Exercise details: Each line from the one containing "fn divide() ->" through the last line of the entries below is to be transcribed exactly. Nothing else belongs in the reply.

Excerpts from a dataset:
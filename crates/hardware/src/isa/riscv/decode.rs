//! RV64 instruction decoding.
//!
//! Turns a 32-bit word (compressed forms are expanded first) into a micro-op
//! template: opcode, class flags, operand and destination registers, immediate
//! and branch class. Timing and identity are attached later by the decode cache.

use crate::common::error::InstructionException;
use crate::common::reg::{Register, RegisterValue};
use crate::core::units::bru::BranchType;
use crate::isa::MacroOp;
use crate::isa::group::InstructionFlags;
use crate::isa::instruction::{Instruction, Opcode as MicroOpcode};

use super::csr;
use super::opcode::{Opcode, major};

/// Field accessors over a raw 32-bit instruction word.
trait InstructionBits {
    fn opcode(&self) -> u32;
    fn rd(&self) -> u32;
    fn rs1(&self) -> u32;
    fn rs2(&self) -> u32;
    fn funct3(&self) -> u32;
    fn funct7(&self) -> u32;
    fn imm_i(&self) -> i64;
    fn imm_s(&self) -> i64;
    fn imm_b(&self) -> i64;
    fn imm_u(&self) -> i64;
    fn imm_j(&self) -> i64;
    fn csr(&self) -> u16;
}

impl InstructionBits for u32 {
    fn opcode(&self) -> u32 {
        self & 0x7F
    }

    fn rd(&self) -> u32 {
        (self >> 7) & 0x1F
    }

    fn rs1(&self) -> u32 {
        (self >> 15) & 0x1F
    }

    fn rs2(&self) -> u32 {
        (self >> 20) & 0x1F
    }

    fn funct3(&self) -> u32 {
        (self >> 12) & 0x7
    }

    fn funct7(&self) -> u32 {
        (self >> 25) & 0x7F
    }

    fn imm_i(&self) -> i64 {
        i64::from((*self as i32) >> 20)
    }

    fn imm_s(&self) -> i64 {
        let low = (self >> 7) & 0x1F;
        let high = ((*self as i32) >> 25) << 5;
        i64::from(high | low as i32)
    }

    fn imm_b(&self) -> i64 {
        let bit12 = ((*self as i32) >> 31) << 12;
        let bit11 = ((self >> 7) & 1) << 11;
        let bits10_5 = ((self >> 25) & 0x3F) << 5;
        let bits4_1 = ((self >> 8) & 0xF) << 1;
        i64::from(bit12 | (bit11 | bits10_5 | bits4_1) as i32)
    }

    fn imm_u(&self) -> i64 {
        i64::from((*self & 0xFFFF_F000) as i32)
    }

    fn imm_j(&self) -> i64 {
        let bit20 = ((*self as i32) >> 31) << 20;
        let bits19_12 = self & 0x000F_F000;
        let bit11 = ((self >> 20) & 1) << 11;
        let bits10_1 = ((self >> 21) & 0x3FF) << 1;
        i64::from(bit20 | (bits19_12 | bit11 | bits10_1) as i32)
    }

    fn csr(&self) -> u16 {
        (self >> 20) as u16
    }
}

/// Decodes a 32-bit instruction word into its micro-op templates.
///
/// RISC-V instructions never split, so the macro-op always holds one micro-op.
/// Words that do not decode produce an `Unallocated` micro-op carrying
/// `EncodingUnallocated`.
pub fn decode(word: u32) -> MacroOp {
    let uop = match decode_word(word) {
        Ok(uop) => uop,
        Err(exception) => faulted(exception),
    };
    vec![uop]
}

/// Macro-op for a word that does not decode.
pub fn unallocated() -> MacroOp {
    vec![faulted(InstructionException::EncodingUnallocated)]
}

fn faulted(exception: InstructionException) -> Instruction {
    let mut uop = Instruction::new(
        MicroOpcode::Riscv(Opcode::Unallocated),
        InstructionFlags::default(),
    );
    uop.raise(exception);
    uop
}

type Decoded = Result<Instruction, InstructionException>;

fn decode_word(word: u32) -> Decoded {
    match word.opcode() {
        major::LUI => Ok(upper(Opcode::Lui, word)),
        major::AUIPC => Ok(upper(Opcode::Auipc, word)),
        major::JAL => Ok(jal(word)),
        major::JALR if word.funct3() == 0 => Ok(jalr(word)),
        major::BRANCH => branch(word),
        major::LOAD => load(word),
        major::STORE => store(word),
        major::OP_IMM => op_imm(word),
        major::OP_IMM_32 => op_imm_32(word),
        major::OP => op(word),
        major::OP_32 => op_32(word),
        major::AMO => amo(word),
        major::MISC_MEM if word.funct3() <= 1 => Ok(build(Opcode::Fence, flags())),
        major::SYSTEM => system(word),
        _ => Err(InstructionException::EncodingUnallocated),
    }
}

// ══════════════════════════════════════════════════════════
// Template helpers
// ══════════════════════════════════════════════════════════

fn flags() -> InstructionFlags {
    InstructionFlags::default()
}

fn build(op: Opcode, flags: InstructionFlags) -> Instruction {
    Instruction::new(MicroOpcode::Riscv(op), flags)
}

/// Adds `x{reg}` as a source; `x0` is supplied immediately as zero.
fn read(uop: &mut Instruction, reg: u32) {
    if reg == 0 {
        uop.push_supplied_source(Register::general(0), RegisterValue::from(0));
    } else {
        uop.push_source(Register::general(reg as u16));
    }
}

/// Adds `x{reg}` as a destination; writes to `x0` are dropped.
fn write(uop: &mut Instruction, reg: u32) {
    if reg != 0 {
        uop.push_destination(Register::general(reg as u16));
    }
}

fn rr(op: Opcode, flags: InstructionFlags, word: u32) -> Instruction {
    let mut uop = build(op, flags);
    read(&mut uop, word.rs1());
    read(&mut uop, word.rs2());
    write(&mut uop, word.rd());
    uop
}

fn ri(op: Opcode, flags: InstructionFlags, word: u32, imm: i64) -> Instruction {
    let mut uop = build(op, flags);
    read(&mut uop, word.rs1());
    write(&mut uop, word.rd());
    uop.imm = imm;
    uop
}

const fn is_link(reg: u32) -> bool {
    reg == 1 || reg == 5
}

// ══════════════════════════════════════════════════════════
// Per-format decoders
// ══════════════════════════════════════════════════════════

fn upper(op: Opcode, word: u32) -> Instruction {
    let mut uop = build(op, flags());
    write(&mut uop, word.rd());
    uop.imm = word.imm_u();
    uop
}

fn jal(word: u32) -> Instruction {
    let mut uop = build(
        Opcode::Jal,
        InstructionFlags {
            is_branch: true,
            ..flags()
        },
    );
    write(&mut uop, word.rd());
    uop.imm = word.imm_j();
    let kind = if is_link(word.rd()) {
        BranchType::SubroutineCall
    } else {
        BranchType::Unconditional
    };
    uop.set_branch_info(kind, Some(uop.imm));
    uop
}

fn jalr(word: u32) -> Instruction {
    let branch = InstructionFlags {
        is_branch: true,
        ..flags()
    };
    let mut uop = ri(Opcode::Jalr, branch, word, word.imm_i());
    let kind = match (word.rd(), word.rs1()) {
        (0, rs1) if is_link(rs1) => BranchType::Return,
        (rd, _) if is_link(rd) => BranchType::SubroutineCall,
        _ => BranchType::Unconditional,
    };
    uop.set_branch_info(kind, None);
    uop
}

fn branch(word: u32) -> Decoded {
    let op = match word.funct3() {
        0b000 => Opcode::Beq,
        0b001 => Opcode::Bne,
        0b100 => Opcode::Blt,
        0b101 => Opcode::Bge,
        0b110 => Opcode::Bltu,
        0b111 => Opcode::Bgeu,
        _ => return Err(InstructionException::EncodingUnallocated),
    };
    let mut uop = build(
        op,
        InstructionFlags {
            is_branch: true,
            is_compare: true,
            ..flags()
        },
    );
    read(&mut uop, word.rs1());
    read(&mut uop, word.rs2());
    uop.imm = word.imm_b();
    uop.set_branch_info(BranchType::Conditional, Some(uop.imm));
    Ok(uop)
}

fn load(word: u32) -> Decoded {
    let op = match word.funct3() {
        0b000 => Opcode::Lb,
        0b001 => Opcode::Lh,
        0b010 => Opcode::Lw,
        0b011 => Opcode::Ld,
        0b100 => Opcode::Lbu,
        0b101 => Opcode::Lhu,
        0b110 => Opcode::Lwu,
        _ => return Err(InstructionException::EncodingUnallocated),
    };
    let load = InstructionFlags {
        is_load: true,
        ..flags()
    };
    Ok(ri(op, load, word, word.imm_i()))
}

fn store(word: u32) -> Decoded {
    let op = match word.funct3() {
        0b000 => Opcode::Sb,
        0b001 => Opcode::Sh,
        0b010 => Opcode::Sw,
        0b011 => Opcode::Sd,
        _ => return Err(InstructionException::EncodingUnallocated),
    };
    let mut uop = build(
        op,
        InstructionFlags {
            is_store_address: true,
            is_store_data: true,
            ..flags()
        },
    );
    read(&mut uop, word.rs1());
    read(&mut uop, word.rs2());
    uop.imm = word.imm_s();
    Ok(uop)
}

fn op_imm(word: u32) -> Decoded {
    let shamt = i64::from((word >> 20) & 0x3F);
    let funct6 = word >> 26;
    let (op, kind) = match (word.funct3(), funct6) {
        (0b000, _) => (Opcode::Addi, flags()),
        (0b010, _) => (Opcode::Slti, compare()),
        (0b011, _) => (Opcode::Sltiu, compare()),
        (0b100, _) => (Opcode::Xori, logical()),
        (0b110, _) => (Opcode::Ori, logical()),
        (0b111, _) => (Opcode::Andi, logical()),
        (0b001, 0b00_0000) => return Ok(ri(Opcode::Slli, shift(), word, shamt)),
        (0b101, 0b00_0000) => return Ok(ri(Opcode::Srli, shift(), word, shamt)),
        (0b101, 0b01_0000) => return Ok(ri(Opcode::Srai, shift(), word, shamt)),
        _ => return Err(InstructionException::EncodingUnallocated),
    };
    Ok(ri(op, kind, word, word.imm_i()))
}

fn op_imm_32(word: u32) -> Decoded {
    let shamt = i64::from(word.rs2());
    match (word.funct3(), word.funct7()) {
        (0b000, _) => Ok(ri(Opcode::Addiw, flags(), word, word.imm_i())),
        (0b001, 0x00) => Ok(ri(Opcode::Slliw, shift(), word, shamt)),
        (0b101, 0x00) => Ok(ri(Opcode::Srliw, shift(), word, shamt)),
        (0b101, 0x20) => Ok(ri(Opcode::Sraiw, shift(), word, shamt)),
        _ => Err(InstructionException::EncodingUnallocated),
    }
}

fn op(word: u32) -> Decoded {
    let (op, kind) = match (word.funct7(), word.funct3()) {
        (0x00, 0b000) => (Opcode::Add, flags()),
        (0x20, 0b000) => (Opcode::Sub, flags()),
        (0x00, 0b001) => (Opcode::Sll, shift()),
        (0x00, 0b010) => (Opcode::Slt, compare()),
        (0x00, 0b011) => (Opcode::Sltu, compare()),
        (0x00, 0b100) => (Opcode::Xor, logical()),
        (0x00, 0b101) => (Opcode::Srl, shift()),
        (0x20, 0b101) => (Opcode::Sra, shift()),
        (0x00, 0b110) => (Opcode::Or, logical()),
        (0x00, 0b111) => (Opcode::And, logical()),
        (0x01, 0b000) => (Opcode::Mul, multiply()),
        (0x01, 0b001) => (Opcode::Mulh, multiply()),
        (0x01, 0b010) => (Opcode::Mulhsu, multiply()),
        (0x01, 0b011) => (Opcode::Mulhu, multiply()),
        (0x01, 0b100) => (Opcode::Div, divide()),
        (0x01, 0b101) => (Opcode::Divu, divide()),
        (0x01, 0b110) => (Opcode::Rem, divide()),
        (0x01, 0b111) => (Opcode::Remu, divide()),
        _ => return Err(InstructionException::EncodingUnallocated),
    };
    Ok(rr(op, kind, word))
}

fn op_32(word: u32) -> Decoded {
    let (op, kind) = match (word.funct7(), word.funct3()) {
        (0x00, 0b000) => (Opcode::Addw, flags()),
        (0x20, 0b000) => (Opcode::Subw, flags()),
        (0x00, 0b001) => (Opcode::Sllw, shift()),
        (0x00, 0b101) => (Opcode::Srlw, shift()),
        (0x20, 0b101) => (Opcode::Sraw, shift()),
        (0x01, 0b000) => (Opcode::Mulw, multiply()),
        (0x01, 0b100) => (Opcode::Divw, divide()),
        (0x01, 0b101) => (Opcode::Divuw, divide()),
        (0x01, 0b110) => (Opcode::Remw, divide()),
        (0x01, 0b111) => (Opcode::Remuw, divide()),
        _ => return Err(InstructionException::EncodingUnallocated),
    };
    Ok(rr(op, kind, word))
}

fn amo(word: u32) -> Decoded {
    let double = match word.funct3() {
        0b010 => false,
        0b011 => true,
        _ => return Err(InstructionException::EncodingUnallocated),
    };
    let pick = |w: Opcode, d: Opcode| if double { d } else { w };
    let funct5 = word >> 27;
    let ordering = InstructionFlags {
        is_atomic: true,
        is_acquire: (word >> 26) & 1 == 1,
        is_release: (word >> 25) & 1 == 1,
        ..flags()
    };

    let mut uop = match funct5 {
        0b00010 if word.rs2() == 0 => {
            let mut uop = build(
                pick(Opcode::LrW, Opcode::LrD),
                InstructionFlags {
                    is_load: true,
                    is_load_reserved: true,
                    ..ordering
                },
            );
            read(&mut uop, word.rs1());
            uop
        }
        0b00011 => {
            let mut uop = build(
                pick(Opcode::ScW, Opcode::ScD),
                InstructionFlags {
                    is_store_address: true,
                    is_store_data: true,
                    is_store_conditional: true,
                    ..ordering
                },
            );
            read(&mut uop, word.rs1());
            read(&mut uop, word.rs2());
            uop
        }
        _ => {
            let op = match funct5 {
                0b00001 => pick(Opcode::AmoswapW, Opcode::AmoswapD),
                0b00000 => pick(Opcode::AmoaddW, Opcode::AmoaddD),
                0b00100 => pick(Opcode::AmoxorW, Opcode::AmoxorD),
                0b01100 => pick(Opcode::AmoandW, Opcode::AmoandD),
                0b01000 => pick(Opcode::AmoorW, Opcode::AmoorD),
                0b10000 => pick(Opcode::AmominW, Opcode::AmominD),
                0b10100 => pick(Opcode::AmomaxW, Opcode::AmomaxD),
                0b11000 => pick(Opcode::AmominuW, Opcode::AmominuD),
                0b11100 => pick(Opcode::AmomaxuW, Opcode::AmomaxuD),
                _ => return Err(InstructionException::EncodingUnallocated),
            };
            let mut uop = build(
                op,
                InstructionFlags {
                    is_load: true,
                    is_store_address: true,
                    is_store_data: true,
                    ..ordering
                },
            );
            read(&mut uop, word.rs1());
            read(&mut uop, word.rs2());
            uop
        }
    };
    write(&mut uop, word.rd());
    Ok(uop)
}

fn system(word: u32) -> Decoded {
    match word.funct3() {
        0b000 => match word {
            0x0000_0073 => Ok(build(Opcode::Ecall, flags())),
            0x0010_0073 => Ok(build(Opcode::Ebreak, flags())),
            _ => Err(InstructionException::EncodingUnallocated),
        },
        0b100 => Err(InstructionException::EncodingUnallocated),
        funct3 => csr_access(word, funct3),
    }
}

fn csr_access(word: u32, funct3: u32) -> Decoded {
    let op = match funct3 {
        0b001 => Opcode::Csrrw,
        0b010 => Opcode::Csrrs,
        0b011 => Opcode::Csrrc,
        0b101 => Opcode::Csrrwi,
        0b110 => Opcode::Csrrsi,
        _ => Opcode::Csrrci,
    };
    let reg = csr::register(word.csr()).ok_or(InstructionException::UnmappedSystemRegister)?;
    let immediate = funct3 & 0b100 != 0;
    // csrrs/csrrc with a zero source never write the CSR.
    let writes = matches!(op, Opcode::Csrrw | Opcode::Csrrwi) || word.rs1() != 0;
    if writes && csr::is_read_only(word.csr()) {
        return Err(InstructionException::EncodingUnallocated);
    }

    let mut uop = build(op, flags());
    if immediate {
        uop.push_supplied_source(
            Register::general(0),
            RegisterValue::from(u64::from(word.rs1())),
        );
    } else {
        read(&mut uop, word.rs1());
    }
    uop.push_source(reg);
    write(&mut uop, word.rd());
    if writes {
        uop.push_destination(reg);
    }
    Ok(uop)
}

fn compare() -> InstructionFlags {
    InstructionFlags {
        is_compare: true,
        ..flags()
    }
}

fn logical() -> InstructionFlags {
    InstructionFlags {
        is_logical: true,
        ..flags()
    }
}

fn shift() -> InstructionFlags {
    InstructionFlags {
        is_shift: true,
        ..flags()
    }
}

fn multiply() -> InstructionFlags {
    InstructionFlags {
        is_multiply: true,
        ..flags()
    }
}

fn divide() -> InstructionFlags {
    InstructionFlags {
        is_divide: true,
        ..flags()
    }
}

Solved exercise:
fn divide() -> InstructionFlags {
    InstructionFlags {
        is_divide: true,
        ..flags()
    }
}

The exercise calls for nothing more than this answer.